(Reuters) – Tens of thousands of police were deployed in cities across France on Saturday ready for a potential fifth night of rioting after the funeral of a teenager of North African descent, whose shooting by police sparked nationwide unrest.
President Emmanuel Macron postponed a state visit to Germany that was due to begin on Sunday to handle the worst crisis for his leadership since the “Yellow Vest” protests paralysed much of France in late 2018. Some 45,000 police would again be on the street into Saturday night, interior minister Gerald Darmanin said, with reinforcements going to Lyon and Marseille.
At 2345 (2145 GMT), while there was some tension in central Paris and sporadic clashes in the Mediterranean city of Marseille, the situation appeared calmer across the country.
Police deployed tear gas against rioters in Marseille’s main high street around dusk on Saturday. Television images showed there was violence, some pillaging and street battles between police and groups of youths going into the evening.
In Paris, police increased security at the city’s landmark Champs Elysees avenue after a call on social media to gather there. The street, usually packed with tourists, was lined with security forces carrying out spot checks.
Shop facades were boarded up to prevent potential damage and pillaging. The interior ministry said 1,311 people had been arrested on Friday night, compared with 875 the previous night, although it described the violence as “lower in intensity”. Police said about 120 people had been arrested nationwide on Saturday.
Finance minister Bruno Le Maire said more than 700 shops supermarkets, restaurants and bank branches had been “ransacked, looted and sometimes even burnt to the ground since Tuesday”.
Local authorities all over the country announced bans on demonstrations and ordered public transport to stop running in the evening. Nahel, a 17-year-old of Algerian and Moroccan parents, was shot by a police officer during a traffic stop on Tuesday in the Paris suburb of Nanterre.

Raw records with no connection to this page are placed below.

fn insert_blocks() -> Behavior {
    Behavior::new(
        "insert.blocks",
        EventPattern::Exact(EventKind::InsertBlocks),
        0,
        |snap, event| {
            let Event::InsertBlocks {
                blocks, placement, ..
            } = event
            else {
                return None;
            };
            if blocks.is_empty() {
                return None;
            }
            let focus_key = crate::selectors::focus_block(snap).map(|(_, b)| b.key().clone());
            let after_focus = |key: Option<Key>| match key {
                Some(key) => InsertBlockAt::after(key),
                None => InsertBlockAt::document_end(),
            };
            match placement {
                InsertPlacement::Before => Some(Plan::Edge(match focus_key {
                    Some(key) => InsertBlockAt::before(key),
                    None => InsertBlockAt {
                        ref_key: None,
                        placement: BlockPlacement::Before,
                    },
                })),
                InsertPlacement::After => Some(Plan::Edge(after_focus(focus_key))),
                InsertPlacement::Auto => match resolve_text_caret(snap) {
                    Some(caret) => Some(Plan::Weave(caret)),
                    // Object block or no selection: fall back to edge insertion.
                    None => Some(Plan::Edge(after_focus(focus_key))),
                },
            }
        },
        |_, event, plan| {
            let Event::InsertBlocks {
                blocks,
                select: pos,
                ..
            } = event
            else {
                return vec![];
            };
            let fresh: Vec<Block> = blocks.iter().map(Block::with_fresh_keys).collect();
            match plan {
                Plan::Edge(at) => edge_insert(fresh, at, *pos),
                Plan::Weave(caret) => weave_insert(fresh, caret, *pos),
            }
        },
    )
}

fn edge_insert(blocks: Vec<Block>, at: InsertBlockAt, pos: SelectPosition) -> Vec<Action> {
    let mut actions = Vec::new();
    let edge = match pos {
        SelectPosition::Start => blocks.first().map(|b| block_edge_selection(b, false)),
        SelectPosition::End => blocks.last().map(|b| block_edge_selection(b, true)),
        SelectPosition::None => None,
    };
    let mut at = at;
    for block in blocks {
        let key = block.key().clone();
        actions.push(raise(Mutation::InsertBlock { block, at }));
        at = InsertBlockAt::after(key);
    }
    if let Some(edge) = edge {
        actions.push(raise(edge));
    }
    actions
}

fn weave_insert(mut incoming: Vec<Block>, caret: TextCaret, pos: SelectPosition) -> Vec<Action> {
    let TextCaret {
        block,
        doomed,
        child,
        offset,
        collapsed,
    } = caret;
    let (head, tail) = split_children(&block.children, child, offset);

    // Caret at the very start with non-text leading content: insert in
    // front of the block and leave it whole.
    if collapsed && is_blank(&head) && !is_blank(&tail) && incoming[0].as_text().is_none() {
        return edge_insert(incoming, InsertBlockAt::before(block.key.clone()), pos);
    }

    let mut focus_children = head;
    let mut def_pool: Vec<MarkDef> = block.mark_defs.clone();
    let mut start_sel: Option<Mutation> = None;
    let mut end_sel: Option<Mutation> = None;

    if incoming[0].as_text().is_some() {
        let Block::Text(first) = incoming.remove(0) else {
            unreachable!()
        };
        if let Some(c) = first.children.first() {
            start_sel = Some(select(caret_before(&block.key, c)));
        }
        let merged_last = first.children.last().map(|c| c.key().clone());
        focus_children.extend(first.children);
        def_pool.extend(first.mark_defs);
        if incoming.is_empty() {
            // Single text block: its content merges inline, no new blocks.
            if let Some(key) = merged_last {
                let len = focus_children
                    .last()
                    .map(|c| c.len())
                    .unwrap_or_default();
                end_sel = Some(select(Selection::collapsed(Point::keyed(
                    block.key.clone(),
                    Some(key),
                    len,
                ))));
            }
            focus_children.extend(tail.clone());
        }
    } else if let Some(first) = incoming.first() {
        start_sel = Some(block_edge_selection(first, false));
    }

    let mut inserts = incoming;
    if !inserts.is_empty() && !tail.is_empty() {
        match inserts.last_mut().and_then(Block::as_text_mut) {
            Some(last) => {
                if let Some(c) = last.children.last() {
                    end_sel = Some(select(caret_after(&last.key, c)));
                }
                last.children.extend(tail.clone());
                let pool: Vec<MarkDef> = last
                    .mark_defs
                    .iter()
                    .chain(block.mark_defs.iter())
                    .cloned()
                    .collect();
                last.mark_defs = pruned_defs(&[&pool], &last.children);
            }
            None => {
                // Trailing object block: the tail becomes its own block.
                let tail_block = TextBlock {
                    key: Key::random(),
                    style: block.style.clone(),
                    list_item: block.list_item.clone(),
                    level: block.level,
                    mark_defs: pruned_defs(&[&block.mark_defs], &tail),
                    children: tail.clone(),
                };
                if let Some(c) = tail_block.children.first() {
                    end_sel = Some(select(caret_before(&tail_block.key, c)));
                }
                inserts.push(Block::Text(tail_block));
            }
        }
    }

    if end_sel.is_none()
        && let Some(last) = inserts.last()
    {
        end_sel = Some(block_edge_selection(last, true));
    }
    if focus_children.is_empty() {
        focus_children.push(Child::Span(Span::new("")));
    }
    if end_sel.is_none()
        && let Some(c) = focus_children.last()
    {
        end_sel = Some(select(caret_after(&block.key, c)));
    }

    let focus_children = pruned_children(focus_children);
    let mut actions = vec![raise(Mutation::BlockSet {
        key: block.key.clone(),
        patch: BlockPatch {
            mark_defs: Some(pruned_defs(&[&def_pool], &focus_children)),
            children: Some(focus_children),
            ..Default::default()
        },
    })];
    for key in doomed {
        actions.push(raise(Mutation::DeleteBlock { key }));
    }
    let mut prev = block.key.clone();
    for insert in inserts {
        let key = insert.key().clone();
        actions.push(raise(Mutation::InsertBlock {
            block: insert,
            at: InsertBlockAt::after(prev),
        }));
        prev = key;
    }
    let selection = match pos {
        SelectPosition::Start => start_sel,
        SelectPosition::End => end_sel,
        SelectPosition::None => None,
    };
    if let Some(selection) = selection {
        actions.push(raise(selection));
    }
    actions
}

/// Drop empty spans butted against real content by a weave, keeping at
/// least one child.
fn pruned_children(children: Vec<Child>) -> Vec<Child> {
    if children.len() <= 1 {
        return children;
    }
    let pruned: Vec<Child> = children.iter().filter(|c| !c.is_empty()).cloned().collect();
    if pruned.is_empty() { children } else { pruned }
}
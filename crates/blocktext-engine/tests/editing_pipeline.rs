//! End-to-end pipeline tests: events in, document and selection out.

use blocktext_engine::content::{Block, Child, Key, Span, TextBlock};
use blocktext_engine::converters::TransferItem;
use blocktext_engine::event::{DeleteTarget, Event, EventKind, Mutation};
use blocktext_engine::selection::{Point, Selection};
use blocktext_engine::{Action, Behavior, Editor, EventPattern, Schema};
use pretty_assertions::assert_eq;

fn block(key: &str, span_key: &str, text: &str) -> Block {
    Block::Text(TextBlock {
        key: Key::new(key),
        style: "normal".to_string(),
        list_item: None,
        level: None,
        mark_defs: Vec::new(),
        children: vec![Child::Span(Span {
            key: Key::new(span_key),
            text: text.to_string(),
            marks: Vec::new(),
        })],
    })
}

fn caret(block: &str, span: &str, offset: usize) -> Selection {
    Selection::collapsed(Point::keyed(block, Some(Key::new(span)), offset))
}

fn document_text(editor: &Editor) -> Vec<String> {
    editor
        .value()
        .iter()
        .filter_map(Block::as_text)
        .map(TextBlock::text)
        .collect()
}

#[test]
fn pasting_plain_text_weaves_into_the_paragraph() {
    let mut editor = Editor::new(Schema::default(), vec![block("b1", "s1", "foobar")]);
    editor.select(Some(caret("b1", "s1", 3)));

    editor
        .dispatch(Event::Paste {
            items: vec![TransferItem::new("text/plain", "one\ntwo")],
        })
        .unwrap();

    assert_eq!(
        document_text(&editor),
        vec!["fooone".to_string(), "twobar".to_string()]
    );
    assert!(editor.selection().is_some());
}

#[test]
fn break_then_typing_lands_in_the_new_block() {
    let mut editor = Editor::new(Schema::default(), vec![block("b1", "s1", "hello")]);
    editor.select(Some(caret("b1", "s1", 2)));

    editor.dispatch(Event::InsertBreak).unwrap();
    assert_eq!(
        document_text(&editor),
        vec!["he".to_string(), "llo".to_string()]
    );

    editor
        .dispatch(Event::InsertText {
            text: "y".to_string(),
        })
        .unwrap();
    assert_eq!(
        document_text(&editor),
        vec!["he".to_string(), "yllo".to_string()]
    );
}

#[test]
fn deleting_an_annotation_leaves_no_dead_defs_behind() {
    let mut editor = Editor::new(Schema::default(), vec![block("b1", "s1", "see this now")]);
    editor.select(Some(Selection::new(
        Point::keyed("b1", Some(Key::new("s1")), 4),
        Point::keyed("b1", Some(Key::new("s1")), 8),
    )));

    let mut value = serde_json::Map::new();
    value.insert(
        "href".to_string(),
        serde_json::Value::String("https://example.com".to_string()),
    );
    editor
        .dispatch(Event::AnnotationAdd {
            annotation: "link".to_string(),
            value,
        })
        .unwrap();

    let text = editor.value()[0].as_text().unwrap();
    assert_eq!(text.mark_defs.len(), 1);
    let annotated = text
        .children
        .iter()
        .filter_map(Child::as_span)
        .find(|s| !s.marks.is_empty())
        .unwrap();
    assert_eq!(annotated.text, "this");

    // The rewrite left the selection on the annotated text; deleting that
    // exact range must take the def with it.
    let selection = editor.selection().unwrap().clone();
    editor
        .dispatch(Event::from(Mutation::Delete {
            target: DeleteTarget::Selection(selection),
        }))
        .unwrap();

    let text = editor.value()[0].as_text().unwrap();
    assert_eq!(text.text(), "see  now");
    assert!(text.mark_defs.is_empty());
    assert!(
        text.children
            .iter()
            .filter_map(Child::as_span)
            .all(|s| s.marks.is_empty())
    );
}

#[test]
fn a_registered_behavior_can_rewrite_an_event_and_fall_through() {
    let mut editor = Editor::new(Schema::default(), vec![block("b1", "s1", "")]);
    editor.select(Some(caret("b1", "s1", 0)));

    editor.register_behavior(Behavior::new(
        "autocorrect",
        EventPattern::Exact(EventKind::InsertText),
        10,
        |_, event| {
            let Event::InsertText { text } = event else {
                return None;
            };
            if text.contains("teh") {
                Some(text.replace("teh", "the"))
            } else {
                None
            }
        },
        |_, _, corrected| vec![Action::Forward(Event::InsertText { text: corrected })],
    ));

    editor
        .dispatch(Event::InsertText {
            text: "teh".to_string(),
        })
        .unwrap();
    assert_eq!(document_text(&editor), vec!["the".to_string()]);
}

#[test]
fn undo_restores_the_document_before_a_paste() {
    let mut editor = Editor::new(Schema::default(), vec![block("b1", "s1", "foobar")]);
    editor.select(Some(caret("b1", "s1", 3)));

    editor
        .dispatch(Event::Paste {
            items: vec![TransferItem::new("text/plain", "X")],
        })
        .unwrap();
    assert_eq!(document_text(&editor), vec!["fooXbar".to_string()]);

    editor.undo().unwrap();
    assert_eq!(document_text(&editor), vec!["foobar".to_string()]);
    assert_eq!(editor.selection().unwrap().focus.offset, 3);
}

#[test]
fn copy_leaves_the_document_alone_but_fills_the_clipboard() {
    let mut editor = Editor::new(
        Schema::default(),
        vec![block("b1", "s1", "alpha"), block("b2", "s2", "beta")],
    );
    editor.select(Some(Selection::new(
        Point::keyed("b1", Some(Key::new("s1")), 2),
        Point::keyed("b2", Some(Key::new("s2")), 2),
    )));

    let version = editor.version();
    editor.dispatch(Event::Copy).unwrap();

    assert_eq!(editor.version(), version);
    assert_eq!(
        document_text(&editor),
        vec!["alpha".to_string(), "beta".to_string()]
    );
    let plain = editor
        .clipboard()
        .iter()
        .find(|i| i.media_type == "text/plain")
        .unwrap();
    assert_eq!(plain.data, "pha\nbe");
    // The JSON flavor round-trips as blocks.
    let json = editor
        .clipboard()
        .iter()
        .find(|i| i.media_type == "application/json")
        .unwrap();
    let blocks: Vec<Block> = serde_json::from_str(&json.data).unwrap();
    assert_eq!(blocks.len(), 2);
}
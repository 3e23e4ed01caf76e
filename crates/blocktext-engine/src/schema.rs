//! Schema descriptor.
//!
//! A read-only description of what a document configuration allows: block
//! styles, decorator names, annotation types, object types and list variants.
//! Supplied once per document and never written to by the core. Compilation
//! from a user-facing schema definition happens outside this crate.

use serde::{Deserialize, Serialize};

/// Kinds a schema field can take. The core never interprets field values, it
/// only carries the descriptor for guards that want to introspect it.
#[derive(Debug, Clone, Copy, PartialEq, Eq, Serialize, Deserialize)]
#[serde(rename_all = "lowercase")]
pub enum FieldKind {
    String,
    Number,
    Boolean,
    Object,
    Array,
}

#[derive(Debug, Clone, PartialEq, Serialize, Deserialize)]
pub struct FieldDef {
    pub name: String,
    pub kind: FieldKind,
}

impl FieldDef {
    pub fn new(name: impl Into<String>, kind: FieldKind) -> Self {
        FieldDef {
            name: name.into(),
            kind,
        }
    }
}

/// A named object-ish schema member: an annotation, block object or inline
/// object type, with its declared fields.
#[derive(Debug, Clone, PartialEq, Serialize, Deserialize)]
pub struct ObjectType {
    pub name: String,
    #[serde(default, skip_serializing_if = "Vec::is_empty")]
    pub fields: Vec<FieldDef>,
}

impl ObjectType {
    pub fn new(name: impl Into<String>) -> Self {
        ObjectType {
            name: name.into(),
            fields: Vec::new(),
        }
    }

    pub fn with_fields(name: impl Into<String>, fields: Vec<FieldDef>) -> Self {
        ObjectType {
            name: name.into(),
            fields,
        }
    }
}

/// The schema descriptor consumed by guards and default behaviors.
#[derive(Debug, Clone, PartialEq, Serialize, Deserialize)]
pub struct Schema {
    pub styles: Vec<String>,
    pub decorators: Vec<String>,
    pub annotations: Vec<ObjectType>,
    pub block_objects: Vec<ObjectType>,
    pub inline_objects: Vec<ObjectType>,
    pub lists: Vec<String>,
}

impl Schema {
    pub fn has_style(&self, style: &str) -> bool {
        self.styles.iter().any(|s| s == style)
    }

    pub fn has_decorator(&self, decorator: &str) -> bool {
        self.decorators.iter().any(|d| d == decorator)
    }

    pub fn has_list(&self, list: &str) -> bool {
        self.lists.iter().any(|l| l == list)
    }

    pub fn annotation(&self, name: &str) -> Option<&ObjectType> {
        self.annotations.iter().find(|a| a.name == name)
    }

    pub fn block_object(&self, name: &str) -> Option<&ObjectType> {
        self.block_objects.iter().find(|o| o.name == name)
    }

    pub fn inline_object(&self, name: &str) -> Option<&ObjectType> {
        self.inline_objects.iter().find(|o| o.name == name)
    }
}

impl Default for Schema {
    /// The standard configuration: paragraph and heading styles, the common
    /// decorator set, a `link` annotation, bullet and numbered lists.
    fn default() -> Self {
        Schema {
            styles: ["normal", "h1", "h2", "h3", "h4", "h5", "h6", "blockquote"]
                .into_iter()
                .map(String::from)
                .collect(),
            decorators: ["strong", "em", "code", "underline", "strike-through"]
                .into_iter()
                .map(String::from)
                .collect(),
            annotations: vec![ObjectType::with_fields(
                "link",
                vec![FieldDef::new("href", FieldKind::String)],
            )],
            block_objects: Vec::new(),
            inline_objects: Vec::new(),
            lists: vec!["bullet".to_string(), "number".to_string()],
        }
    }
}
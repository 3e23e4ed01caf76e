//! Editing events.
//!
//! Two tiers share one dispatchable [`Event`] type:
//!
//! - **Synthetic events** express editing intent (insert text, toggle a
//!   decorator, paste). Default behaviors always rewrite them into the
//!   terminal tier; an unhandled synthetic event is a no-op by design.
//! - **Terminal events** ([`Mutation`], wrapped in [`Event::Primitive`]) are
//!   the fixed vocabulary the cascade bottoms out at. They are handed to the
//!   external mutation executor and never re-raised.
//!
//! Dispatch matches on [`EventKind`] / [`EventFamily`] discriminants rather
//! than string prefixes, so wildcard registrations become explicit family
//! matches at registration time.

use crate::content::{Block, Child, Key, MarkDef};
use crate::converters::TransferItem;
use crate::selection::{Point, Selection};

/// Where inserted blocks land relative to the current selection.
#[derive(Debug, Clone, Copy, PartialEq, Eq)]
pub enum InsertPlacement {
    /// Split the focus text block at the caret so the content lands between
    /// the two halves.
    Auto,
    Before,
    After,
}

/// Caret placement after an insertion.
#[derive(Debug, Clone, Copy, PartialEq, Eq)]
pub enum SelectPosition {
    Start,
    End,
    None,
}

#[derive(Debug, Clone, Copy, PartialEq, Eq)]
pub enum DeleteDirection {
    Backward,
    Forward,
}

#[derive(Debug, Clone, Copy, PartialEq, Eq)]
pub enum TextUnit {
    Character,
    Word,
    Block,
}

/// What a terminal delete removes: an explicit range, or a unit relative to
/// the current selection.
#[derive(Debug, Clone, PartialEq)]
pub enum DeleteTarget {
    Selection(Selection),
    Unit {
        direction: DeleteDirection,
        unit: TextUnit,
    },
}

/// Position for a terminal single-block insertion. `ref_key: None` means the
/// document edge on the given side.
#[derive(Debug, Clone, PartialEq)]
pub struct InsertBlockAt {
    pub ref_key: Option<Key>,
    pub placement: BlockPlacement,
}

impl InsertBlockAt {
    pub fn before(key: Key) -> Self {
        InsertBlockAt {
            ref_key: Some(key),
            placement: BlockPlacement::Before,
        }
    }

    pub fn after(key: Key) -> Self {
        InsertBlockAt {
            ref_key: Some(key),
            placement: BlockPlacement::After,
        }
    }

    pub fn document_end() -> Self {
        InsertBlockAt {
            ref_key: None,
            placement: BlockPlacement::After,
        }
    }
}

#[derive(Debug, Clone, Copy, PartialEq, Eq)]
pub enum BlockPlacement {
    Before,
    After,
}

/// Partial update of a text or object block. `None` fields are untouched.
#[derive(Debug, Clone, Default, PartialEq)]
pub struct BlockPatch {
    pub style: Option<String>,
    pub list_item: Option<String>,
    pub level: Option<u32>,
    pub children: Option<Vec<Child>>,
    pub mark_defs: Option<Vec<MarkDef>>,
    pub value: Option<serde_json::Map<String, serde_json::Value>>,
}

impl BlockPatch {
    pub fn children(children: Vec<Child>) -> Self {
        BlockPatch {
            children: Some(children),
            ..Default::default()
        }
    }

    pub fn style(style: impl Into<String>) -> Self {
        BlockPatch {
            style: Some(style.into()),
            ..Default::default()
        }
    }
}

/// Block properties a [`Mutation::BlockUnset`] can clear.
#[derive(Debug, Clone, Copy, PartialEq, Eq)]
pub enum BlockProp {
    Style,
    ListItem,
    Level,
}

/// Partial update of an inline child.
#[derive(Debug, Clone, Default, PartialEq)]
pub struct ChildPatch {
    pub text: Option<String>,
    pub marks: Option<Vec<String>>,
    pub value: Option<serde_json::Map<String, serde_json::Value>>,
}

/// Child properties a [`Mutation::ChildUnset`] can clear.
#[derive(Debug, Clone, Copy, PartialEq, Eq)]
pub enum ChildProp {
    Marks,
}

/// Terminal mutation vocabulary, applied by the external executor.
#[derive(Debug, Clone, PartialEq)]
pub enum Mutation {
    BlockSet { key: Key, patch: BlockPatch },
    BlockUnset { key: Key, props: Vec<BlockProp> },
    ChildSet { block: Key, key: Key, patch: ChildPatch },
    ChildUnset { block: Key, key: Key, props: Vec<ChildProp> },
    InsertBlock { block: Block, at: InsertBlockAt },
    Delete { target: DeleteTarget },
    DeleteBlock { key: Key },
    Select { selection: Option<Selection> },
    SelectBlock { key: Key },
    MoveBlockUp { key: Key },
    MoveBlockDown { key: Key },
    Undo,
    Redo,
}

impl Mutation {
    pub fn kind(&self) -> EventKind {
        match self {
            Mutation::BlockSet { .. } => EventKind::BlockSet,
            Mutation::BlockUnset { .. } => EventKind::BlockUnset,
            Mutation::ChildSet { .. } => EventKind::ChildSet,
            Mutation::ChildUnset { .. } => EventKind::ChildUnset,
            Mutation::InsertBlock { .. } => EventKind::InsertBlock,
            Mutation::Delete { .. } => EventKind::Delete,
            Mutation::DeleteBlock { .. } => EventKind::DeleteBlock,
            Mutation::Select { .. } => EventKind::Select,
            Mutation::SelectBlock { .. } => EventKind::SelectBlock,
            Mutation::MoveBlockUp { .. } => EventKind::MoveBlockUp,
            Mutation::MoveBlockDown { .. } => EventKind::MoveBlockDown,
            Mutation::Undo => EventKind::Undo,
            Mutation::Redo => EventKind::Redo,
        }
    }

    /// Whether applying this mutation can change document content (as
    /// opposed to only the selection or history).
    pub fn changes_content(&self) -> bool {
        !matches!(
            self,
            Mutation::Select { .. } | Mutation::SelectBlock { .. } | Mutation::Undo | Mutation::Redo
        )
    }
}

/// A dispatchable editing event.
#[derive(Debug, Clone, PartialEq)]
pub enum Event {
    InsertText {
        text: String,
    },
    InsertSoftBreak,
    InsertBreak,
    Split,
    InsertBlocks {
        blocks: Vec<Block>,
        placement: InsertPlacement,
        select: SelectPosition,
    },
    InsertChild {
        child: Child,
    },
    InsertSpan {
        text: String,
        marks: Vec<String>,
    },
    InsertInlineObject {
        object_type: String,
        value: serde_json::Map<String, serde_json::Value>,
    },
    AnnotationAdd {
        annotation: String,
        value: serde_json::Map<String, serde_json::Value>,
    },
    AnnotationRemove {
        annotation: String,
    },
    DecoratorAdd {
        decorator: String,
    },
    DecoratorRemove {
        decorator: String,
    },
    DecoratorToggle {
        decorator: String,
    },
    ListItemAdd {
        list_item: String,
    },
    ListItemRemove {
        list_item: String,
    },
    ListItemToggle {
        list_item: String,
    },
    StyleAdd {
        style: String,
    },
    StyleRemove {
        style: String,
    },
    StyleToggle {
        style: String,
    },
    Copy,
    Cut,
    Paste {
        items: Vec<TransferItem>,
    },
    DragStart {
        origin: Selection,
    },
    DragOver {
        target: Point,
    },
    Drop {
        origin: Selection,
        target: Point,
    },
    Serialize,
    Deserialize {
        items: Vec<TransferItem>,
    },
    DeserializeFailure {
        reason: String,
    },
    Primitive(Mutation),
}

impl Event {
    pub fn kind(&self) -> EventKind {
        match self {
            Event::InsertText { .. } => EventKind::InsertText,
            Event::InsertSoftBreak => EventKind::InsertSoftBreak,
            Event::InsertBreak => EventKind::InsertBreak,
            Event::Split => EventKind::Split,
            Event::InsertBlocks { .. } => EventKind::InsertBlocks,
            Event::InsertChild { .. } => EventKind::InsertChild,
            Event::InsertSpan { .. } => EventKind::InsertSpan,
            Event::InsertInlineObject { .. } => EventKind::InsertInlineObject,
            Event::AnnotationAdd { .. } => EventKind::AnnotationAdd,
            Event::AnnotationRemove { .. } => EventKind::AnnotationRemove,
            Event::DecoratorAdd { .. } => EventKind::DecoratorAdd,
            Event::DecoratorRemove { .. } => EventKind::DecoratorRemove,
            Event::DecoratorToggle { .. } => EventKind::DecoratorToggle,
            Event::ListItemAdd { .. } => EventKind::ListItemAdd,
            Event::ListItemRemove { .. } => EventKind::ListItemRemove,
            Event::ListItemToggle { .. } => EventKind::ListItemToggle,
            Event::StyleAdd { .. } => EventKind::StyleAdd,
            Event::StyleRemove { .. } => EventKind::StyleRemove,
            Event::StyleToggle { .. } => EventKind::StyleToggle,
            Event::Copy => EventKind::Copy,
            Event::Cut => EventKind::Cut,
            Event::Paste { .. } => EventKind::Paste,
            Event::DragStart { .. } => EventKind::DragStart,
            Event::DragOver { .. } => EventKind::DragOver,
            Event::Drop { .. } => EventKind::Drop,
            Event::Serialize => EventKind::Serialize,
            Event::Deserialize { .. } => EventKind::Deserialize,
            Event::DeserializeFailure { .. } => EventKind::DeserializeFailure,
            Event::Primitive(m) => m.kind(),
        }
    }

    /// The terminal mutation this event carries, if it is primitive.
    pub fn as_mutation(&self) -> Option<&Mutation> {
        match self {
            Event::Primitive(m) => Some(m),
            _ => None,
        }
    }
}

impl From<Mutation> for Event {
    fn from(m: Mutation) -> Self {
        Event::Primitive(m)
    }
}

/// Fieldless discriminant for exact pattern matches.
#[derive(Debug, Clone, Copy, PartialEq, Eq, Hash)]
pub enum EventKind {
    InsertText,
    InsertSoftBreak,
    InsertBreak,
    Split,
    InsertBlocks,
    InsertChild,
    InsertSpan,
    InsertInlineObject,
    AnnotationAdd,
    AnnotationRemove,
    DecoratorAdd,
    DecoratorRemove,
    DecoratorToggle,
    ListItemAdd,
    ListItemRemove,
    ListItemToggle,
    StyleAdd,
    StyleRemove,
    StyleToggle,
    Copy,
    Cut,
    Paste,
    DragStart,
    DragOver,
    Drop,
    Serialize,
    Deserialize,
    DeserializeFailure,
    // Terminal kinds
    BlockSet,
    BlockUnset,
    ChildSet,
    ChildUnset,
    InsertBlock,
    Delete,
    DeleteBlock,
    Select,
    SelectBlock,
    MoveBlockUp,
    MoveBlockDown,
    Undo,
    Redo,
}

impl EventKind {
    pub fn family(self) -> EventFamily {
        use EventKind::*;
        match self {
            InsertText | InsertSoftBreak | InsertBreak | Split | InsertBlocks | InsertChild
            | InsertSpan | InsertInlineObject | InsertBlock => EventFamily::Insert,
            Delete | DeleteBlock => EventFamily::Delete,
            AnnotationAdd | AnnotationRemove => EventFamily::Annotation,
            DecoratorAdd | DecoratorRemove | DecoratorToggle => EventFamily::Decorator,
            ListItemAdd | ListItemRemove | ListItemToggle => EventFamily::ListItem,
            StyleAdd | StyleRemove | StyleToggle => EventFamily::Style,
            Copy | Cut | Paste => EventFamily::Clipboard,
            DragStart | DragOver | Drop => EventFamily::Drag,
            Serialize | Deserialize | DeserializeFailure => EventFamily::Serialization,
            Select | SelectBlock => EventFamily::Selection,
            BlockSet | BlockUnset | MoveBlockUp | MoveBlockDown => EventFamily::Block,
            ChildSet | ChildUnset => EventFamily::Child,
            Undo | Redo => EventFamily::History,
        }
    }

    /// Terminal kinds bottom out at the mutation executor instead of being
    /// dropped when no behavior claims them.
    pub fn is_primitive(self) -> bool {
        use EventKind::*;
        matches!(
            self,
            BlockSet
                | BlockUnset
                | ChildSet
                | ChildUnset
                | InsertBlock
                | Delete
                | DeleteBlock
                | Select
                | SelectBlock
                | MoveBlockUp
                | MoveBlockDown
                | Undo
                | Redo
        )
    }
}

/// Wildcard grouping of event kinds.
#[derive(Debug, Clone, Copy, PartialEq, Eq, Hash)]
pub enum EventFamily {
    Insert,
    Delete,
    Annotation,
    Decorator,
    ListItem,
    Style,
    Clipboard,
    Drag,
    Serialization,
    Selection,
    Block,
    Child,
    History,
}

#[cfg(test)]
mod tests {
    use super::*;

    #[test]
    fn primitive_kinds_are_exactly_the_mutation_kinds() {
        assert!(EventKind::Delete.is_primitive());
        assert!(EventKind::Undo.is_primitive());
        assert!(!EventKind::InsertText.is_primitive());
        assert!(!EventKind::Paste.is_primitive());
    }

    #[test]
    fn wrapped_mutation_reports_its_own_kind() {
        let event = Event::from(Mutation::DeleteBlock { key: "b1".into() });
        assert_eq!(event.kind(), EventKind::DeleteBlock);
        assert_eq!(event.kind().family(), EventFamily::Delete);
        assert!(event.as_mutation().is_some());
    }

    #[test]
    fn families_group_related_intents() {
        assert_eq!(EventKind::InsertText.family(), EventFamily::Insert);
        assert_eq!(EventKind::InsertBlock.family(), EventFamily::Insert);
        assert_eq!(EventKind::Cut.family(), EventFamily::Clipboard);
        assert_eq!(EventKind::DeserializeFailure.family(), EventFamily::Serialization);
    }
}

For the funeral, several hundred people lined up to enter Nanterre’s grand mosque, which was guarded by volunteers in yellow vests, while a few dozen bystanders watched from across the street. Some of the mourners, their arms crossed, said “God is Greatest” in Arabic, as they spanned the boulevard in prayer.
The shooting of the teenager, caught on video, has reignited longstanding complaints by poor and racially mixed urban communities of police violence and racism.